I respect James Risen very

I respect James Risen very much, and value his opinion and comments very much. Whoever is correct as to the true account--Douglas Feith or the neo-con critics--is not so important, perhaps. Whoever is right, the invasion of Iraq, and all the Bush-Cheney Administration's lies in the lead up to the war in Iraq represent a colossal and impeachable failure of leadership of unprecedented proportions! I notice that nearly all the attempts of Congress to assert its power to investigate the many crimes of Bush and Cheney are so ineffective that it's pathetic. I'm just hopeful that Congress will finally do what it should, and impeach both Bush and Cheney.

The neocons are accused

The neocons are accused of (1) Lying and propagandizing the USA into a war of aggression, (2) Running the USA as if it were their and their billionaire cronies' own private piggy bank, (3) Turning the US Constitution, the Bill of Rights, and the Geneva Convention into confetti because those control freaks see them as a blockade on their way back into pre-Magna Charta 12th century, when earth was still flat and monarchy was still absolute (to name just the worst three), and their defense focuses only on the Chalabi question?

These are the same people

These are the same people that cut their teeth on forming U.S. foreign policy and a broad spectrum of government initiatives during the Nixon administration. Check out the resumes of these fools and you'll see that many of them have held sway in the Ford, Reagan, Bush I and the current criminal cabal that pose as federal civil servants.
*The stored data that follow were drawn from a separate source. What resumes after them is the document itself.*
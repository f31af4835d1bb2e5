//! Application state (Model in TEA pattern)

use std::collections::BTreeMap;
use std::time::{Duration, Instant};

use serde_json::Value;

use labtable_core::{FieldSchema, LogDate, Row};

use crate::config::Settings;
use crate::sync::PortPanel;
use crate::table::TestTable;

/// Lifecycle phase of the application
#[derive(Debug, Clone, Copy, PartialEq, Eq, Default)]
pub enum AppPhase {
    /// Waiting for the initial table load
    #[default]
    Loading,
    /// Table loaded (or load failed); operator input accepted
    Ready,
    Quitting,
}

/// Which table the session shows
#[derive(Debug, Clone, Copy, PartialEq, Eq)]
pub enum TableKind {
    /// Editable test table backed by `/table_load` and `/table_save`
    Editor,
    /// Read-only log of one day
    LogViewer { date: LogDate },
}

/// Pane holding keyboard focus
#[derive(Debug, Clone, Copy, PartialEq, Eq, Default)]
pub enum Focus {
    #[default]
    Table,
    Ports,
}

/// What an edit buffer will be committed to
#[derive(Debug, Clone, Copy, PartialEq, Eq)]
pub enum EditTarget {
    Cell { row: usize, column: usize },
    Port { index: usize },
}

/// Current UI mode
#[derive(Debug, Clone, PartialEq, Eq, Default)]
pub enum UiMode {
    #[default]
    Normal,
    /// Inline text input
    Editing { target: EditTarget, buffer: String },
    /// Modal message; any key dismisses
    Alert { message: String },
}

#[derive(Debug, Clone, Copy, PartialEq, Eq)]
pub enum FlashKind {
    Info,
    Error,
}

/// Transient status message in the status bar
#[derive(Debug, Clone, PartialEq, Eq)]
pub struct Flash {
    pub text: String,
    pub kind: FlashKind,
    pub until: Instant,
}

/// Push channel status for the header
#[derive(Debug, Clone, PartialEq, Eq, Default)]
pub enum PushStatus {
    /// Not subscribed (disabled, or log viewer)
    #[default]
    Off,
    Connecting,
    Connected,
    Reconnecting {
        attempt: u32,
        max_attempts: u32,
    },
    /// Gave up; no more live updates this session
    Lost,
}

/// Table selection
#[derive(Debug, Clone, Copy, PartialEq, Eq, Default)]
pub struct Cursor {
    pub row: usize,
    pub column: usize,
}

/// Complete application state
#[derive(Debug)]
pub struct AppState {
    pub phase: AppPhase,
    pub kind: TableKind,
    pub settings: Settings,

    // ─────────────────────────────────────────────────────────
    // Table data
    // ─────────────────────────────────────────────────────────
    pub table: TestTable,
    pub ports: PortPanel,
    /// Top-level document keys kept from the last load
    pub extra: BTreeMap<String, Value>,

    // ─────────────────────────────────────────────────────────
    // UI
    // ─────────────────────────────────────────────────────────
    pub cursor: Cursor,
    pub focus: Focus,
    pub port_cursor: usize,
    pub mode: UiMode,
    pub flash: Option<Flash>,

    // ─────────────────────────────────────────────────────────
    // Connections
    // ─────────────────────────────────────────────────────────
    pub push_status: PushStatus,
    /// Where the table lives, shown in the header
    pub backend_label: String,
    /// Sequence number of the last save issued
    pub save_seq: u64,
}

impl AppState {
    /// State for the test editor.
    pub fn editor(settings: Settings, backend_label: impl Into<String>) -> Self {
        let table = TestTable::new(FieldSchema::editor(&settings.table.fields));
        Self::with_table(TableKind::Editor, table, settings, backend_label.into())
    }

    /// State for the read-only log viewer of `date`.
    pub fn log_viewer(settings: Settings, date: LogDate, backend_label: impl Into<String>) -> Self {
        let table = TestTable::read_only(FieldSchema::log_viewer(&settings.table.log_fields));
        Self::with_table(
            TableKind::LogViewer { date },
            table,
            settings,
            backend_label.into(),
        )
    }

    fn with_table(
        kind: TableKind,
        table: TestTable,
        settings: Settings,
        backend_label: String,
    ) -> Self {
        let ports = match kind {
            TableKind::Editor => PortPanel::from_ids(&settings.table.ports),
            TableKind::LogViewer { .. } => PortPanel::default(),
        };
        Self {
            phase: AppPhase::Loading,
            kind,
            settings,
            table,
            ports,
            extra: BTreeMap::new(),
            cursor: Cursor::default(),
            focus: Focus::Table,
            port_cursor: 0,
            mode: UiMode::Normal,
            flash: None,
            push_status: PushStatus::Off,
            backend_label,
            save_seq: 0,
        }
    }

    pub fn is_read_only(&self) -> bool {
        matches!(self.kind, TableKind::LogViewer { .. })
    }

    pub fn should_quit(&self) -> bool {
        self.phase == AppPhase::Quitting
    }

    /// Socket.IO server to subscribe to, if live updates apply.
    pub fn push_server(&self) -> Option<String> {
        if self.is_read_only() || !self.settings.push.enabled {
            return None;
        }
        Some(
            self.settings
                .push
                .url
                .clone()
                .unwrap_or_else(|| self.settings.backend.url.clone()),
        )
    }

    /// Row under the cursor.
    pub fn selected_row(&self) -> Option<&Row> {
        self.table.row(self.cursor.row)
    }

    /// Keep the cursors inside the table and port panel after rows or
    /// ports change.
    pub fn clamp_cursor(&mut self) {
        self.cursor.row = self.cursor.row.min(self.table.len().saturating_sub(1));
        self.cursor.column = self
            .cursor
            .column
            .min(self.table.schema().named_len().saturating_sub(1));
        self.port_cursor = self.port_cursor.min(self.ports.len().saturating_sub(1));
    }

    /// Allocate the sequence number of the next save.
    pub fn next_save_seq(&mut self) -> u64 {
        self.save_seq += 1;
        self.save_seq
    }

    // ─────────────────────────────────────────────────────────
    // Flash and alert helpers
    // ─────────────────────────────────────────────────────────

    fn flash_duration(&self) -> Duration {
        self.settings.ui.flash_duration()
    }

    pub fn flash_info(&mut self, text: impl Into<String>) {
        self.flash = Some(Flash {
            text: text.into(),
            kind: FlashKind::Info,
            until: Instant::now() + self.flash_duration(),
        });
    }

    pub fn flash_error(&mut self, text: impl Into<String>) {
        // Errors stay up a little longer than confirmations
        self.flash = Some(Flash {
            text: text.into(),
            kind: FlashKind::Error,
            until: Instant::now() + self.flash_duration() * 3,
        });
    }

    /// Drop the flash once it has expired.
    pub fn expire_flash(&mut self, now: Instant) {
        if self.flash.as_ref().is_some_and(|f| now >= f.until) {
            self.flash = None;
        }
    }

    pub fn alert(&mut self, message: impl Into<String>) {
        self.mode = UiMode::Alert {
            message: message.into(),
        };
    }
}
The time has come to evaluate the actions of them, weigh the damage they have done and hold Congressional hearings and federal investigations to decide how best to punish them.

This is a useful but

This is a useful but incomplete analysis of how history is being shaped in the nearly seven years after 9/11. How can Risen not include Cheney's central role from the early '90s to the present as a key policy creator? Cheney's long friendship with Rumsfeld and participation in the key Project for a New American Century (PNAC) activities form a central part of the neoconservative story. While the Rumsfeld troika may be out of office now, Cheney continues unabated in forming the final acts--both theatrically and in practice--of the Bush regime. The tragedy for historians and American citizens is that so much documentation has been, is being, and will be destroyed by paper shredders and reformatting/destruction of computer hard drives--no more frantically, I'm sure, than in the VP's offices let alone the Pentagon and US State and DOD offices in Iraq.
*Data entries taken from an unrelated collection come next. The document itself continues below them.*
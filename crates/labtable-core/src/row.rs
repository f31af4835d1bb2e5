//! Table rows, their run state, and the template every new row is stamped from

use chrono::NaiveDateTime;

use crate::error::{Error, Result};
use crate::schema::{ColumnRole, FieldSchema};
use crate::waveform::Waveform;

/// Test identifier assigned when a run starts.
pub type RowId = u64;

/// Format of the start date cell, e.g. `Oct 19 2026 14:03:22`.
pub const START_DATE_FORMAT: &str = "%b %d %Y %H:%M:%S";

/// Run state of one row.
#[derive(Debug, Clone, PartialEq, Eq, Default)]
pub enum RunState {
    #[default]
    Idle,
    Running {
        /// When the run started; `None` if the persisted date did not parse
        since: Option<NaiveDateTime>,
        /// Stop automatically after the first waveform update
        singleshot: bool,
    },
}

impl RunState {
    pub fn is_running(&self) -> bool {
        matches!(self, RunState::Running { .. })
    }

    pub fn is_singleshot(&self) -> bool {
        matches!(
            self,
            RunState::Running {
                singleshot: true,
                ..
            }
        )
    }

    /// Wire form of the run flag.
    pub fn flag(&self) -> &'static str {
        if self.is_running() {
            "y"
        } else {
            "n"
        }
    }
}

/// One test configuration in the table.
#[derive(Debug, Clone, PartialEq, Default)]
pub struct Row {
    /// One value per named schema field
    cells: Vec<String>,
    pub rowid: Option<RowId>,
    pub state: RunState,
    /// Currently streaming data
    pub active: bool,
    pub waveform: Option<Waveform>,
}

impl Row {
    pub fn cells(&self) -> &[String] {
        &self.cells
    }

    pub fn cell(&self, column: usize) -> Option<&str> {
        self.cells.get(column).map(String::as_str)
    }

    /// Overwrite a cell without any editability check.
    ///
    /// Out-of-range columns are ignored.
    pub fn set_cell(&mut self, column: usize, value: impl Into<String>) {
        if let Some(cell) = self.cells.get_mut(column) {
            *cell = value.into();
        }
    }

    pub fn is_running(&self) -> bool {
        self.state.is_running()
    }

    pub fn is_singleshot(&self) -> bool {
        self.state.is_singleshot()
    }

    /// Transition idle → running.
    ///
    /// Stamps the start date and test id cells, assigns `rowid` and clears
    /// `active`. A running row is left untouched and [`Error::RowRunning`] is
    /// returned.
    pub fn start(
        &mut self,
        schema: &FieldSchema,
        rowid: RowId,
        started: NaiveDateTime,
        singleshot: bool,
    ) -> Result<()> {
        if self.is_running() {
            return Err(Error::RowRunning);
        }

        if let Some(col) = schema.column_of(ColumnRole::StartDate) {
            self.set_cell(col, started.format(START_DATE_FORMAT).to_string());
        }
        if let Some(col) = schema.column_of(ColumnRole::TestId) {
            self.set_cell(col, rowid.to_string());
        }

        self.rowid = Some(rowid);
        self.active = false;
        self.state = RunState::Running {
            since: Some(started),
            singleshot,
        };
        Ok(())
    }

    /// Transition running → idle. Returns `false` if the row was already idle.
    pub fn stop(&mut self) -> bool {
        if !self.is_running() {
            return false;
        }
        self.state = RunState::Idle;
        true
    }
}

/// Prototype row matching a schema ("cloner").
///
/// Holds the per-column editability mask. Control slots and the fixed
/// leading columns (start date, test id, waveform, run flag) are never
/// editable; data columns are editable while the row is idle.
#[derive(Debug, Clone, PartialEq, Eq)]
pub struct RowTemplate {
    editable: Vec<bool>,
    named: usize,
}

impl RowTemplate {
    pub fn new(schema: &FieldSchema) -> Self {
        let editable = (0..schema.len())
            .map(|i| schema.role(i).is_data())
            .collect();
        Self {
            editable,
            named: schema.named_len(),
        }
    }

    /// Read-only template: nothing is editable regardless of state.
    pub fn read_only(schema: &FieldSchema) -> Self {
        Self {
            editable: vec![false; schema.len()],
            named: schema.named_len(),
        }
    }

    /// Cell count of a stamped row, control slots included.
    pub fn width(&self) -> usize {
        self.editable.len()
    }

    /// A new empty, idle, editable row.
    pub fn stamp(&self) -> Row {
        Row {
            cells: vec![String::new(); self.named],
            ..Row::default()
        }
    }

    pub fn cell_editable(&self, row: &Row, column: usize) -> bool {
        !row.is_running() && self.editable.get(column).copied().unwrap_or(false)
    }

    /// Editability of every column of `row`, control slots included.
    pub fn editable_mask(&self, row: &Row) -> Vec<bool> {
        (0..self.width())
            .map(|col| self.cell_editable(row, col))
            .collect()
    }
}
The press not only failed to

The press not only failed to do its job during the selling of the war. It has to this day not admitted responsibility. And, worse, is, without comment or investigation, repeating the administration's anti-Iran propaganda in preparation for yet another war. Plenty of blame should also be meted out to our spineless congress. In spite of being given a mandate to end the Iraq war in 2006, the Democrats haven't even bothered to force the Republicans to fillibuster war-ending legislation. In the short run this may be smart politics, but history will judge them harshly. But before that, they will disillusion the legions of new recruits Obama has brought to the political arena. Now is not too soon to begin to say our goodbyes to this new generation.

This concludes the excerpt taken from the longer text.